Apple and Almond Crumble Tart

9 10 2008

We went to Intermarché today and as usual spent many a lingering minute drooling over the tarts and gateaux in the bakery department. The patisserie selection is stunning here. Beautifully presented, shiny, colourful, fruity, light and healthy looking. From apricot flans to cherry tarts to the classic apple tart. Sometimes with a custard/crème anglaise base, sometimes a compôte base. Always with meticulously and perfectly placed fruit, that has us ‘ooh’ing’ and ‘aah’ing’ and pointing and salivating!

In fact, so inspired was I, that I came home, shunted the children off to footy and riding and made one of my own.

It was lovely, well received and so easy to make.

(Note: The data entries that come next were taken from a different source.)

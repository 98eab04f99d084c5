//! Client configuration parsed from environment variables.
//!
//! Every knob has a default so the client runs against a local backend with
//! no environment at all. Unparseable numeric values fall back to their
//! defaults instead of failing startup.

#[cfg(test)]
#[path = "config_test.rs"]
mod config_test;

use std::time::Duration;

pub const DEFAULT_API_URL: &str = "http://localhost:8001";
pub const DEFAULT_REQUEST_TIMEOUT_SECS: u64 = 30;
pub const DEFAULT_DRAG_DEBOUNCE_MS: u64 = 300;
pub const DEFAULT_HISTORY_LIMIT: usize = 100;

/// Runtime settings shared by the API client and the canvas controller.
#[derive(Debug, Clone, PartialEq, Eq)]
pub struct ClientConfig {
    /// Backend origin, without a trailing slash.
    pub api_url: String,
    /// Per-request timeout. `None` disables it.
    pub request_timeout: Option<Duration>,
    /// Trailing delay before a dragged element's position is saved.
    pub drag_debounce: Duration,
    /// Maximum undo snapshots kept; 0 keeps all of them.
    pub history_limit: usize,
}

impl Default for ClientConfig {
    fn default() -> Self {
        Self {
            api_url: DEFAULT_API_URL.to_owned(),
            request_timeout: Some(Duration::from_secs(DEFAULT_REQUEST_TIMEOUT_SECS)),
            drag_debounce: Duration::from_millis(DEFAULT_DRAG_DEBOUNCE_MS),
            history_limit: DEFAULT_HISTORY_LIMIT,
        }
    }
}

impl ClientConfig {
    /// Build config from the process environment.
    ///
    /// - `INKSPIRE_API_URL`, else `NEXT_PUBLIC_API_URL`, else `http://localhost:8001`
    /// - `INKSPIRE_REQUEST_TIMEOUT_SECS`: default 30, `0` disables the timeout
    /// - `INKSPIRE_DRAG_DEBOUNCE_MS`: default 300
    /// - `INKSPIRE_HISTORY_LIMIT`: default 100, `0` for unbounded
    #[must_use]
    pub fn from_env() -> Self {
        Self::from_lookup(|key| std::env::var(key).ok())
    }

    /// Build config from an arbitrary key lookup.
    pub fn from_lookup<F>(lookup: F) -> Self
    where
        F: Fn(&str) -> Option<String>,
    {
        let api_url = lookup("INKSPIRE_API_URL")
            .or_else(|| lookup("NEXT_PUBLIC_API_URL"))
            .filter(|url| !url.trim().is_empty())
            .map_or_else(|| DEFAULT_API_URL.to_owned(), |url| normalize_base_url(&url));

        let timeout_secs = parse_or(lookup("INKSPIRE_REQUEST_TIMEOUT_SECS").as_deref(), DEFAULT_REQUEST_TIMEOUT_SECS);
        let debounce_ms = parse_or(lookup("INKSPIRE_DRAG_DEBOUNCE_MS").as_deref(), DEFAULT_DRAG_DEBOUNCE_MS);

        Self {
            api_url,
            request_timeout: (timeout_secs > 0).then(|| Duration::from_secs(timeout_secs)),
            drag_debounce: Duration::from_millis(debounce_ms),
            history_limit: parse_or(lookup("INKSPIRE_HISTORY_LIMIT").as_deref(), DEFAULT_HISTORY_LIMIT),
        }
    }

    /// Replace the backend origin, e.g. from a CLI flag.
    #[must_use]
    pub fn with_api_url(mut self, api_url: &str) -> Self {
        self.api_url = normalize_base_url(api_url);
        self
    }
}

fn normalize_base_url(url: &str) -> String {
    url.trim().trim_end_matches('/').to_owned()
}

fn parse_or<T>(raw: Option<&str>, default: T) -> T
where
    T: std::str::FromStr,
{
    raw.and_then(|v| v.trim().parse::<T>().ok()).unwrap_or(default)
}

Brief description follows:

Line pastry base with cheats’, ready-made pastry, bake blind in hot oven for 5 to 10 minutes. Cover pastry base with a generous few dollops of apple compote, arrange, very neatly and precisely (for that extra dash of authenticity) peeled and sliced apple slices, sprinkle on pre-prepared crumble mix and flaked almonds, sprinkle with sugar and put in the oven for 15 to 20 minutes until browned.

Serve hot or cold with pouring cream, squirty cream or ice-cream. Delicious!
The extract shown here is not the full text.